## [Exercise]
From the records below, state how many lines include the word "default", giving only that number.

## [Dataset extract]
=== Section Start ===

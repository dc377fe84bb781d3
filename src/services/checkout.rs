use crate::{
    auth::AuthSession,
    db::DbPool,
    entities::{
        customer,
        order::{self, OrderStatus},
        order_item, product,
    },
    errors::{first_validation_message, ServiceError},
    events::{Event, EventSender},
};
use lazy_static::lazy_static;
use regex::Regex;
use sea_orm::{
    ActiveModelTrait, ActiveValue::Set, ColumnTrait, DatabaseTransaction, DbErr, EntityTrait,
    QueryFilter, QuerySelect, TransactionTrait,
};
use serde::{Deserialize, Serialize};
use std::sync::Arc;
use tracing::{error, info, instrument, warn};
use uuid::Uuid;
use validator::Validate;

lazy_static! {
    /// National mobile numbers: leading `0` or `+84`, a carrier prefix
    /// digit in {3,5,7,8,9}, then 8 more digits.
    static ref PHONE_RE: Regex = Regex::new(r"^(0|\+84)[35789]\d{8}$").unwrap();
}

pub const MIN_ITEM_QUANTITY: i32 = 1;
pub const MAX_ITEM_QUANTITY: i32 = 99;

#[derive(Debug, Clone, Serialize, Deserialize)]
pub struct OrderItemInput {
    pub product_id: Uuid,
    pub quantity: i32,
}

#[derive(Debug, Clone, Serialize, Deserialize, Validate)]
pub struct CreateOrderInput {
    #[validate(length(
        min = 2,
        max = 100,
        message = "Name must be between 2 and 100 characters"
    ))]
    pub customer_name: String,

    #[validate(regex(path = "PHONE_RE", message = "Invalid phone number"))]
    pub phone: String,

    #[validate(email(message = "Invalid email address"))]
    pub email: Option<String>,

    #[validate(length(
        min = 10,
        max = 500,
        message = "Address must be between 10 and 500 characters"
    ))]
    pub address: String,

    #[validate(length(max = 500, message = "Notes cannot exceed 500 characters"))]
    pub notes: Option<String>,

    pub items: Vec<OrderItemInput>,
}

impl CreateOrderInput {
    /// Trims free-text fields and treats empty optionals as absent.
    fn normalized(mut self) -> Self {
        self.customer_name = self.customer_name.trim().to_string();
        self.phone = self.phone.trim().to_string();
        self.address = self.address.trim().to_string();
        self.email = self
            .email
            .map(|e| e.trim().to_string())
            .filter(|e| !e.is_empty());
        self.notes = self
            .notes
            .map(|n| n.trim().to_string())
            .filter(|n| !n.is_empty());
        self
    }
}

#[derive(Debug, Serialize, Deserialize)]
pub struct CreateOrderResponse {
    pub order_id: Uuid,
}

/// Merges duplicate product lines so the stock pre-check and the decrement
/// see the same aggregate demand per product. Input order is preserved.
fn merge_item_quantities(items: &[OrderItemInput]) -> Vec<(Uuid, i32)> {
    let mut merged: Vec<(Uuid, i32)> = Vec::with_capacity(items.len());
    for item in items {
        match merged.iter_mut().find(|(id, _)| *id == item.product_id) {
            Some((_, qty)) => *qty += item.quantity,
            None => merged.push((item.product_id, item.quantity)),
        }
    }
    merged
}

/// True for unique/check constraint violations surfacing from the
/// database layer, which the checkout path translates into business-level
/// failures instead of leaking raw database errors. Foreign-key failures
/// are deliberately excluded; those are infrastructure problems.
fn is_constraint_violation(err: &DbErr) -> bool {
    let msg = err.to_string().to_ascii_lowercase();
    msg.contains("unique") || msg.contains("check constraint") || msg.contains("duplicate key")
}

/// Maps a stock-decrement failure: a constraint hit means a concurrent
/// checkout won the race past the pre-check, so the caller gets the same
/// out-of-stock answer the pre-check would have given.
fn decrement_failure(product_name: &str, err: DbErr) -> ServiceError {
    if is_constraint_violation(&err) {
        ServiceError::InsufficientStock(format!("{} is out of stock", product_name))
    } else {
        ServiceError::DatabaseError(err)
    }
}

/// Maps a customer-insert failure: a constraint hit means a concurrent
/// checkout claimed the phone number first.
fn customer_insert_failure(err: DbErr) -> ServiceError {
    if is_constraint_violation(&err) {
        ServiceError::Conflict("Phone number already in use by another account".to_string())
    } else {
        ServiceError::DatabaseError(err)
    }
}

/// Checkout engine: validates a cart, atomically reserves inventory,
/// reconciles customer identity and persists the order.
#[derive(Clone)]
pub struct CheckoutService {
    db: Arc<DbPool>,
    event_sender: Option<Arc<EventSender>>,
}

impl CheckoutService {
    pub fn new(db: Arc<DbPool>, event_sender: Option<Arc<EventSender>>) -> Self {
        Self { db, event_sender }
    }

    /// Creates an order from the submitted cart and shipping details.
    ///
    /// Everything from the availability check to the order insert runs in
    /// one transaction; the row locks taken on the product batch prevent
    /// two concurrent checkouts from both passing the stock check for the
    /// last unit.
    #[instrument(skip(self, input), fields(user_id = ?session.user_id))]
    pub async fn create_order(
        &self,
        session: &AuthSession,
        input: CreateOrderInput,
    ) -> Result<CreateOrderResponse, ServiceError> {
        let input = input.normalized();
        input
            .validate()
            .map_err(|e| ServiceError::ValidationError(first_validation_message(&e)))?;

        if input.items.is_empty() {
            return Err(ServiceError::ValidationError(
                "Order must contain at least one item".to_string(),
            ));
        }
        for item in &input.items {
            if !(MIN_ITEM_QUANTITY..=MAX_ITEM_QUANTITY).contains(&item.quantity) {
                return Err(ServiceError::ValidationError(format!(
                    "Quantity must be between {} and {}",
                    MIN_ITEM_QUANTITY, MAX_ITEM_QUANTITY
                )));
            }
        }

        let requested = merge_item_quantities(&input.items);
        let product_ids: Vec<Uuid> = requested.iter().map(|(id, _)| *id).collect();

        let txn = self.db.begin().await.map_err(|e| {
            error!(error = %e, "Failed to start transaction for order creation");
            ServiceError::DatabaseError(e)
        })?;

        // Row locks on the whole batch; dropped harmlessly on backends
        // without FOR UPDATE support.
        let products = product::Entity::find()
            .filter(product::Column::Id.is_in(product_ids.clone()))
            .filter(product::Column::IsActive.eq(true))
            .lock_exclusive()
            .all(&txn)
            .await
            .map_err(|e| {
                error!(error = %e, "Failed to fetch products for checkout");
                ServiceError::DatabaseError(e)
            })?;

        if products.len() < product_ids.len() {
            return Err(ServiceError::InvalidInput(
                "Some products are unavailable or no longer active".to_string(),
            ));
        }

        let product_by_id = |id: Uuid| {
            products
                .iter()
                .find(|p| p.id == id)
                .expect("product fetched above")
        };

        // Availability pre-check runs to completion before any mutation.
        for (id, quantity) in &requested {
            let found = product_by_id(*id);
            if found.stock == 0 {
                return Err(ServiceError::InsufficientStock(format!(
                    "{} is out of stock",
                    found.name
                )));
            }
            if found.stock < *quantity {
                return Err(ServiceError::InsufficientStock(format!(
                    "Only {} left in stock for {}",
                    found.stock, found.name
                )));
            }
        }

        // Inventory reservation: decrement inside the same transaction.
        for (id, quantity) in &requested {
            let found = product_by_id(*id).clone();
            let remaining = found.stock - quantity;
            let name = found.name.clone();
            let mut active: product::ActiveModel = found.into();
            active.stock = Set(remaining);
            active.update(&txn).await.map_err(|e| {
                if is_constraint_violation(&e) {
                    warn!(product_id = %id, error = %e, "stock constraint hit during decrement");
                } else {
                    error!(error = %e, product_id = %id, "Failed to decrement stock");
                }
                decrement_failure(&name, e)
            })?;
        }

        // Authoritative total from snapshot prices; client totals are
        // never trusted.
        let total: i64 = requested
            .iter()
            .map(|(id, quantity)| product_by_id(*id).price * i64::from(*quantity))
            .sum();

        let reconciled =
            reconcile_customer(&txn, &input, session.user_id.as_deref()).await?;

        let order_id = Uuid::new_v4();
        let order_model = order::ActiveModel {
            id: Set(order_id),
            total: Set(total),
            status: Set(OrderStatus::Pending),
            shipping_name: Set(input.customer_name.clone()),
            shipping_phone: Set(input.phone.clone()),
            shipping_address: Set(input.address.clone()),
            notes: Set(input.notes.clone()),
            customer_id: Set(reconciled.id),
            user_id: Set(session.user_id.clone()),
            ..Default::default()
        };
        order_model.insert(&txn).await.map_err(|e| {
            error!(error = %e, order_id = %order_id, "Failed to create order");
            ServiceError::DatabaseError(e)
        })?;

        for (id, quantity) in &requested {
            let snapshot_price = product_by_id(*id).price;
            let item = order_item::ActiveModel {
                id: Set(Uuid::new_v4()),
                order_id: Set(order_id),
                product_id: Set(*id),
                quantity: Set(*quantity),
                price: Set(snapshot_price),
                ..Default::default()
            };
            item.insert(&txn).await.map_err(|e| {
                error!(error = %e, order_id = %order_id, "Failed to create order item");
                ServiceError::DatabaseError(e)
            })?;
        }

        txn.commit().await.map_err(|e| {
            error!(error = %e, order_id = %order_id, "Failed to commit order creation transaction");
            ServiceError::DatabaseError(e)
        })?;

        info!(order_id = %order_id, total, customer_id = %reconciled.id, "Order created successfully");

        if let Some(event_sender) = &self.event_sender {
            if let Err(e) = event_sender.send(Event::OrderCreated(order_id)).await {
                warn!(error = %e, order_id = %order_id, "Failed to send order created event");
            }
        }

        Ok(CreateOrderResponse { order_id })
    }
}

/// Resolves the tension between phone-based identity (guests, returning
/// customers) and account-based identity (authenticated users), in strict
/// priority order:
///
/// 1. phone match: refresh contact fields; link the caller's account only
///    when the record is unlinked, never overwrite an existing link
/// 2. account match: move the record to the submitted phone unless another
///    customer already owns it
/// 3. otherwise create a fresh record, guest or linked
async fn reconcile_customer(
    txn: &DatabaseTransaction,
    input: &CreateOrderInput,
    user_id: Option<&str>,
) -> Result<customer::Model, ServiceError> {
    if let Some(existing) = customer::Entity::find()
        .filter(customer::Column::Phone.eq(input.phone.as_str()))
        .one(txn)
        .await?
    {
        let already_linked = existing.user_id.is_some();
        let mut active: customer::ActiveModel = existing.into();
        // Submitted checkout data is treated as the most current
        active.name = Set(input.customer_name.clone());
        active.email = Set(input.email.clone());
        active.address = Set(input.address.clone());
        if !already_linked {
            if let Some(uid) = user_id {
                active.user_id = Set(Some(uid.to_string()));
            }
        }
        let updated = active.update(txn).await?;
        return Ok(updated);
    }

    if let Some(uid) = user_id {
        if let Some(existing) = customer::Entity::find()
            .filter(customer::Column::UserId.eq(uid))
            .one(txn)
            .await?
        {
            let phone_owner = customer::Entity::find()
                .filter(customer::Column::Phone.eq(input.phone.as_str()))
                .filter(customer::Column::Id.ne(existing.id))
                .one(txn)
                .await?;
            if phone_owner.is_some() {
                return Err(ServiceError::Conflict(
                    "Phone number already in use by another account".to_string(),
                ));
            }

            let mut active: customer::ActiveModel = existing.into();
            active.name = Set(input.customer_name.clone());
            active.phone = Set(input.phone.clone());
            active.email = Set(input.email.clone());
            active.address = Set(input.address.clone());
            let updated = active.update(txn).await?;
            return Ok(updated);
        }
    }

    let created = customer::ActiveModel {
        id: Set(Uuid::new_v4()),
        user_id: Set(user_id.map(str::to_string)),
        name: Set(input.customer_name.clone()),
        phone: Set(input.phone.clone()),
        email: Set(input.email.clone()),
        address: Set(input.address.clone()),
        ..Default::default()
    };
    created.insert(txn).await.map_err(customer_insert_failure)
}
use std::sync::Arc;

use sea_orm::{
    ActiveModelTrait, ActiveValue::Set, ColumnTrait, EntityTrait, QueryFilter, QuerySelect,
    TransactionTrait,
};
use tracing::{error, info, instrument, warn};
use uuid::Uuid;

use crate::{
    auth::{AdminGuard, AuthSession},
    db::DbPool,
    entities::{
        order::{self, OrderStatus},
        order_item, product,
    },
    errors::ServiceError,
    events::{Event, EventSender},
};

/// Validates whether a status transition is allowed.
///
/// `Completed` and `Cancelled` are terminal; everything not listed here is
/// rejected.
pub fn is_valid_transition(from: OrderStatus, to: OrderStatus) -> bool {
    use OrderStatus::*;
    matches!(
        (from, to),
        (Pending, Paid)
            | (Pending, Cancelled)
            | (Paid, Shipped)
            | (Paid, Cancelled)
            | (Shipped, Completed)
            | (Shipped, Cancelled)
    )
}

/// Admin-only order status transitions with compensating stock
/// restoration on cancellation.
#[derive(Clone)]
pub struct OrderStatusService {
    db: Arc<DbPool>,
    admin_guard: Arc<AdminGuard>,
    event_sender: Option<Arc<EventSender>>,
}

impl OrderStatusService {
    pub fn new(
        db: Arc<DbPool>,
        admin_guard: Arc<AdminGuard>,
        event_sender: Option<Arc<EventSender>>,
    ) -> Self {
        Self {
            db,
            admin_guard,
            event_sender,
        }
    }

    /// Applies a guarded status transition to an order.
    ///
    /// The order row is locked for the duration of the transaction so
    /// concurrent transition attempts on the same order are serialized;
    /// a second cancel therefore fails the transition check instead of
    /// restoring stock twice.
    #[instrument(skip(self, session), fields(order_id = %order_id, new_status = %new_status))]
    pub async fn update_status(
        &self,
        session: &AuthSession,
        order_id: Uuid,
        new_status: OrderStatus,
    ) -> Result<order::Model, ServiceError> {
        let admin = self.admin_guard.require_admin(session)?;

        let txn = self.db.begin().await.map_err(|e| {
            error!(error = %e, "Failed to begin transaction for status update");
            ServiceError::DatabaseError(e)
        })?;

        // Row lock serializes concurrent transition attempts
        let existing = order::Entity::find()
            .filter(order::Column::Id.eq(order_id))
            .lock_exclusive()
            .one(&txn)
            .await
            .map_err(|e| {
                error!(error = %e, order_id = %order_id, "Failed to fetch order for status update");
                ServiceError::DatabaseError(e)
            })?
            .ok_or_else(|| ServiceError::NotFound(format!("Order {} not found", order_id)))?;

        let old_status = existing.status;

        if !is_valid_transition(old_status, new_status) {
            warn!(order_id = %order_id, %old_status, %new_status, "rejected status transition");
            return Err(ServiceError::InvalidOperation(format!(
                "Cannot transition from status '{}' to '{}'",
                old_status, new_status
            )));
        }

        if new_status == OrderStatus::Cancelled {
            restore_stock(&txn, order_id).await?;
        }

        let mut active: order::ActiveModel = existing.into();
        active.status = Set(new_status);
        let updated = active.update(&txn).await.map_err(|e| {
            error!(error = %e, order_id = %order_id, "Failed to update order status");
            ServiceError::DatabaseError(e)
        })?;

        txn.commit().await.map_err(|e| {
            error!(error = %e, order_id = %order_id, "Failed to commit status update transaction");
            ServiceError::DatabaseError(e)
        })?;

        info!(
            order_id = %order_id,
            %old_status,
            %new_status,
            admin = %admin.email,
            "Order status updated"
        );

        if let Some(event_sender) = &self.event_sender {
            let event = Event::OrderStatusChanged {
                order_id,
                old_status: old_status.to_string(),
                new_status: new_status.to_string(),
            };
            if let Err(e) = event_sender.send(event).await {
                warn!(error = %e, order_id = %order_id, "Failed to send status changed event");
            }
            if new_status == OrderStatus::Cancelled {
                if let Err(e) = event_sender.send(Event::OrderCancelled(order_id)).await {
                    warn!(error = %e, order_id = %order_id, "Failed to send order cancelled event");
                }
            }
        }

        Ok(updated)
    }
}

/// Returns every item's quantity to its product's stock. Runs inside the
/// caller's transaction, before the status flips to CANCELLED.
async fn restore_stock(
    txn: &sea_orm::DatabaseTransaction,
    order_id: Uuid,
) -> Result<(), ServiceError> {
    let mut items = order_item::Entity::find()
        .filter(order_item::Column::OrderId.eq(order_id))
        .all(txn)
        .await?;
    // Fixed lock acquisition order across callers; avoids deadlocking
    // against a concurrent checkout over an overlapping product set
    items.sort_by_key(|item| item.product_id);

    for item in items {
        let found = product::Entity::find()
            .filter(product::Column::Id.eq(item.product_id))
            .lock_exclusive()
            .one(txn)
            .await?
            .ok_or_else(|| {
                ServiceError::InternalError(format!(
                    "product {} referenced by order {} no longer exists",
                    item.product_id, order_id
                ))
            })?;

        let restored = found.stock + item.quantity;
        let mut active: product::ActiveModel = found.into();
        active.stock = Set(restored);
        active.update(txn).await?;
    }

    Ok(())
}

#[cfg(test)]
mod tests {
    use super::*;
    use sea_orm::Iterable;

    #[test]
    fn transition_table_closure() {
        use OrderStatus::*;
        let allowed = [
            (Pending, Paid),
            (Pending, Cancelled),
            (Paid, Shipped),
            (Paid, Cancelled),
            (Shipped, Completed),
            (Shipped, Cancelled),
        ];

        for from in OrderStatus::iter() {
            for to in OrderStatus::iter() {
                let expected = allowed.contains(&(from, to));
                assert_eq!(
                    is_valid_transition(from, to),
                    expected,
                    "transition {:?} -> {:?}",
                    from,
                    to
                );
            }
        }
    }

    #[test]
    fn terminal_states_have_no_outgoing_transitions() {
        use OrderStatus::*;
        for to in OrderStatus::iter() {
            assert!(!is_valid_transition(Completed, to));
            assert!(!is_valid_transition(Cancelled, to));
        }
    }
}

=== Section End ===

## [Response area]
3